Wir können dem ein bisschen vorbeugen, wenn wir die europäische Sicherheit im Rahmen der Nato ausbauen. Noch heuer wollen ja Schweden und Finnland dem Militärbündnis beitreten. Es geht darum, auch militärisch ein starker und wehrhafter Partner zu werden. Gleichzeitig ist die EU vor allem ökonomisch stark, nicht militärisch. Wir müssen sicherstellen, dass wir als Union wirtschaftlich auf Augenhöhe mit China und den USA bleiben. Ich plädiere zum Beispiel dafür, das Mandat der EU-Kommission beim Verhandeln von internationalen Handelsabkommen zu stärken: mit Indien, mit den Asean-Staaten. So können wir uns als internationales und institutionelles Gegengewicht positionieren und damit auch hohe rechtliche Normen und Standards vorgeben. Russland als Diktatur zerstört nämlich genau das: den integren, starken Rechtsstaat mit Rechten und klaren Spielregeln für alle.
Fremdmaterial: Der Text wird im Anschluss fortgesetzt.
/// Errors during payout conversion.
#[derive(Debug, Clone, PartialEq, Eq, thiserror::Error)]
pub enum PayoutError {
    #[error("price must be positive")]
    InvalidPrice,
    #[error("target fiat value must be positive")]
    InvalidTarget,
    #[error("arithmetic overflow converting payout")]
    Overflow,
}

/// Errors during attestation construction, signing or recovery.
#[derive(Debug, Clone, PartialEq, Eq, thiserror::Error)]
pub enum AttestationError {
    #[error("{field} must be exactly {expected} bytes, got {actual}")]
    InvalidInputLength {
        field: &'static str,
        expected: usize,
        actual: usize,
    },
    #[error("invalid hex in {0}")]
    InvalidHex(&'static str),
    #[error("invalid signing key")]
    InvalidKey,
    #[error("signing failed")]
    SigningFailed,
    #[error("signature does not recover to a public key")]
    RecoveryFailed,
}

/// HTTP-level failures shared by the price feed and the JSON-RPC client.
#[derive(Debug, Clone, PartialEq, Eq, thiserror::Error)]
pub enum TransportError {
    #[error("config error: {0}")]
    Config(String),
    #[error("network error: {0}")]
    Network(String),
    #[error("http status {status} body={body}")]
    HttpStatus { status: u16, body: String },
    #[error("decode error: {0}")]
    Decode(String),
}

/// Errors from the price feed. Never surfaced to clients; the oracle falls back instead.
#[derive(Debug, Clone, PartialEq, Eq, thiserror::Error)]
pub enum OracleError {
    #[error(transparent)]
    Transport(#[from] TransportError),
    #[error("price feed has no usd quote for {0}")]
    MissingQuote(&'static str),
    #[error("price feed returned an unusable price: {0}")]
    InvalidPrice(String),
    #[error("fallback price must be a positive decimal, got {0:?}")]
    InvalidFallback(String),
}

/// Errors talking to the chain node.
#[derive(Debug, Clone, PartialEq, Eq, thiserror::Error)]
pub enum ChainError {
    #[error("config error: {0}")]
    Config(String),
    #[error(transparent)]
    Transport(#[from] TransportError),
    #[error("rpc error {code}: {message}")]
    Rpc { code: i64, message: String },
    #[error("abi decode error: {0}")]
    Decode(String),
    #[error("transaction submission failed: {0}")]
    Submit(String),
}

/// Everything a claim request can fail with, grouped by how the caller should react.
#[derive(Debug, Clone, PartialEq, Eq, thiserror::Error)]
pub enum ClaimError {
    /// Malformed address, id or amount; user-correctable.
    #[error("invalid input: {0}")]
    InvalidInput(String),
    /// Price feed or chain node failure that could not be recovered locally.
    #[error("upstream unavailable: {0}")]
    UpstreamUnavailable(String),
    /// Policy says no (yet).
    #[error("not eligible to claim yet")]
    NotEligible { seconds_until_claim: u64 },
    /// Missing key, contract address or similar; needs an operator.
    #[error("server misconfiguration: {0}")]
    ServerMisconfiguration(String),
}

impl From<PayoutError> for ClaimError {
    fn from(err: PayoutError) -> Self {
        ClaimError::InvalidInput(err.to_string())
    }
}

impl From<AttestationError> for ClaimError {
    fn from(err: AttestationError) -> Self {
        match err {
            AttestationError::InvalidInputLength { .. } | AttestationError::InvalidHex(_) => {
                ClaimError::InvalidInput(err.to_string())
            }
            AttestationError::InvalidKey
            | AttestationError::SigningFailed
            | AttestationError::RecoveryFailed => {
                ClaimError::ServerMisconfiguration(err.to_string())
            }
        }
    }
}

impl From<ChainError> for ClaimError {
    fn from(err: ChainError) -> Self {
        match err {
            ChainError::Config(msg) | ChainError::Transport(TransportError::Config(msg)) => {
                ClaimError::ServerMisconfiguration(msg)
            }
            other => ClaimError::UpstreamUnavailable(other.to_string()),
        }
    }
}

impl From<OracleError> for ClaimError {
    fn from(err: OracleError) -> Self {
        match err {
            OracleError::InvalidFallback(_) => ClaimError::ServerMisconfiguration(err.to_string()),
            other => ClaimError::UpstreamUnavailable(other.to_string()),
        }
    }
}

impl From<faucet_claim_types::RecordError> for ClaimError {
    fn from(err: faucet_claim_types::RecordError) -> Self {
        use faucet_claim_types::RecordError;
        match err {
            RecordError::ReadOnly => ClaimError::ServerMisconfiguration(err.to_string()),
            RecordError::Unsupported(_) => ClaimError::InvalidInput(err.to_string()),
            RecordError::Unavailable(_) => ClaimError::UpstreamUnavailable(err.to_string()),
        }
    }
}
Wifo-Chef Gabriel Felbermayr meinte am Donnerstag: "Dieser Krieg hat uns alle ärmer gemacht." Wird Europa ärmer oder doch Russland mit fortschreitender Kriegsdauer?
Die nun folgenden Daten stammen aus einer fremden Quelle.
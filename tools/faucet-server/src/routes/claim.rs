use axum::body::Bytes;
use axum::extract::rejection::QueryRejection;
use axum::extract::{Query, State};
use axum::Json;
use faucet_attestor::utils::unix_now;
use faucet_attestor::{ClaimGrant, ClaimRequest, EligibilityReport};
use serde::{Deserialize, Serialize};
use tracing::info;

use super::{fid_from_number, optional_fid, parse_body, query_params, require_wallet};
use crate::error::ApiError;
use crate::state::AppState;

#[derive(Debug, Deserialize)]
pub struct EligibilityQuery {
    address: Option<String>,
    fid: Option<String>,
}

#[derive(Debug, Deserialize)]
struct ClaimBody {
    address: Option<String>,
    fid: Option<u64>,
}

impl ClaimBody {
    fn into_request(self) -> Result<ClaimRequest, ApiError> {
        Ok(ClaimRequest {
            wallet: require_wallet(self.address.as_deref())?,
            fid: fid_from_number(self.fid)?,
        })
    }
}

#[derive(Debug, Serialize)]
#[serde(rename_all = "camelCase")]
pub struct EligibilityResponse {
    success: bool,
    eligible: bool,
    seconds_until_claim: u64,
    /// Smallest units.
    claim_amount: String,
    claim_amount_eth: String,
    has_claimed: bool,
}

impl From<EligibilityReport> for EligibilityResponse {
    fn from(report: EligibilityReport) -> Self {
        Self {
            success: true,
            eligible: report.eligibility.eligible,
            seconds_until_claim: report.eligibility.seconds_remaining,
            claim_amount: report.payout.wei_amount.to_string(),
            claim_amount_eth: report.payout.eth_amount,
            has_claimed: report.has_claimed,
        }
    }
}

#[derive(Debug, Serialize)]
#[serde(rename_all = "camelCase")]
pub struct ClaimResponse {
    success: bool,
    identity_hash: String,
    recipient: String,
    expiry: u64,
    chain_id: u64,
    contract: String,
    signature: String,
    signer: String,
    strategy: &'static str,
    sponsored: bool,
    claim_amount: String,
    claim_amount_eth: String,
    #[serde(skip_serializing_if = "Option::is_none")]
    tx_hash: Option<String>,
}

impl ClaimResponse {
    fn new(grant: ClaimGrant, signer: String) -> Self {
        let sponsored = grant.sponsored();
        let attestation = grant.attestation;
        Self {
            success: true,
            identity_hash: format!("{:#x}", attestation.identity_hash),
            recipient: format!("{:#x}", attestation.recipient),
            expiry: attestation.expiry,
            chain_id: attestation.chain_id,
            contract: format!("{:#x}", attestation.verifying_contract),
            signature: attestation.signature_hex(),
            signer,
            strategy: grant.strategy.as_str(),
            sponsored,
            claim_amount: grant.payout.wei_amount.to_string(),
            claim_amount_eth: grant.payout.eth_amount,
            tx_hash: grant.tx_hash.map(|h| format!("{h:#x}")),
        }
    }
}

#[derive(Debug, Serialize)]
pub struct Recorded {
    success: bool,
    message: &'static str,
}

pub async fn eligibility(
    State(state): State<AppState>,
    query: Result<Query<EligibilityQuery>, QueryRejection>,
) -> Result<Json<EligibilityResponse>, ApiError> {
    let query = query_params(query)?;
    let request = ClaimRequest {
        wallet: require_wallet(query.address.as_deref())?,
        fid: optional_fid(query.fid.as_deref())?,
    };
    let report = state.claims.check(&request, unix_now()).await?;
    Ok(Json(report.into()))
}

/// Start the cooldown for a wallet (and FID). Unauthenticated: callers are trusted to report
/// only claims that landed. Rejected with a configuration error when records come from the chain.
pub async fn record_claim(
    State(state): State<AppState>,
    body: Bytes,
) -> Result<Json<Recorded>, ApiError> {
    let request = parse_body::<ClaimBody>(&body)?.into_request()?;
    state.claims.record_claim(&request, unix_now()).await?;
    info!(identity = %request.identity(), "claim recorded");
    Ok(Json(Recorded {
        success: true,
        message: "Claim recorded",
    }))
}

pub async fn claim(
    State(state): State<AppState>,
    body: Bytes,
) -> Result<Json<ClaimResponse>, ApiError> {
    let request = parse_body::<ClaimBody>(&body)?.into_request()?;
    let grant = state.claims.claim(&request, unix_now()).await?;
    let signer = format!("{:#x}", state.claims.signer().address());
    Ok(Json(ClaimResponse::new(grant, signer)))
}
//! Faucet claim attestor.
//!
//! Decides whether an identity may claim, prices the claim in the payout asset against a USD
//! target and signs the EIP-191 attestation the faucet contract verifies before paying out.

pub mod attestation;
pub mod chain;
pub mod claim;
pub mod constants;
pub mod eligibility;
pub mod errors;
pub mod oracle;
pub mod payout;
pub mod store;
pub mod utils;

pub use attestation::{Attestation, AttestationSigner};
pub use claim::{
    AmountReview, ClaimGrant, ClaimPolicy, ClaimRequest, ClaimService, ClaimSettings,
    EligibilityReport,
};
pub use errors::{AttestationError, ChainError, ClaimError, OracleError, PayoutError, TransportError};
pub use payout::Recommendation;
Russland ist jetzt schon deutlich ärmer. Außerdem hat sich Russland wirtschaftlich stark von China und Indien abhängig gemacht, nachdem es die Beziehungen zu Europa de facto gekappt hat. Es ist nun gezwungen, seine Energieressourcen und seine Rohstoffe weit unter dem Marktpreis an diese Länder zu verkaufen, die wirtschaftlich davon profitieren.

Und das betrifft uns natürlich auch. Wir müssen der Bevölkerung klarmachen, dass dieser Krieg, der vor einem Jahr begonnen wurde, sich nicht nur gegen die Ukraine richtet, sondern gegen uns alle und gegen alles, wofür die EU steht. Es geht auch darum, das erfolgreiche Modell der EU-Integration, des wirtschaftlichen Wachstums und Wohlstands zu zerstören. Russland wollte der Welt zeigen, dass wir ein schwaches, energiearmes Europa sind, dessen Wohlstand allein von Russland abhängt. Dass wir nicht in der Lage sind, unsere Energiesysteme zu diversifizieren. Aber das ist nicht gelungen. Wir konnten uns, zumindest auf EU-Ebene, von Russland unabhängig machen im Energiebereich. All diese Verwerfungen am Weltmarkt und die aktuelle Wirtschaftskrise haben in Wahrheit schon vor dem Krieg, während der Pandemie begonnen. Der Krieg hat die Wirtschaftskrise aber verstärkt. Die 27 EU-Staaten haben dennoch mehr Handlungsoptionen und finanzielle Mittel zur Krisenbekämpfung, um viel schneller als Russland aus dieser Krise herauszukommen. Russlands wirtschaftliches Fortkommen hängt deutlich stärker von dessen Verbündete ab, als es bei der EU der Fall ist.

Wo sehen Sie künftig Russland?

Wenn Russland diesen Krieg verliert, fällt es auf ein ökonomisches Niveau zurück, das man nicht einmal mit dem Kollaps der UdSSR vergleichen kann. Es wäre vielleicht sogar vergleichbar mit dem Entwicklungsstadium des Landes nach dem Zweiten Weltkrieg. Das kann sogar bis hin zur Auflösung der Russischen Föderation führen. Wenn die Ukraine den Krieg verliert, dann verliert nicht nur das zweitgrößte europäische Land seine Existenz als souveräner Staat, damit fällt auch die Sicherheitsordnung in ganz Europa.

Velina Tchakarova ist Politologin und Expertin für Geopolitik. Derzeit leitet die gebürtige Bulgarin das Austria Institut für Europa- und Sicherheitspolitik (AIES).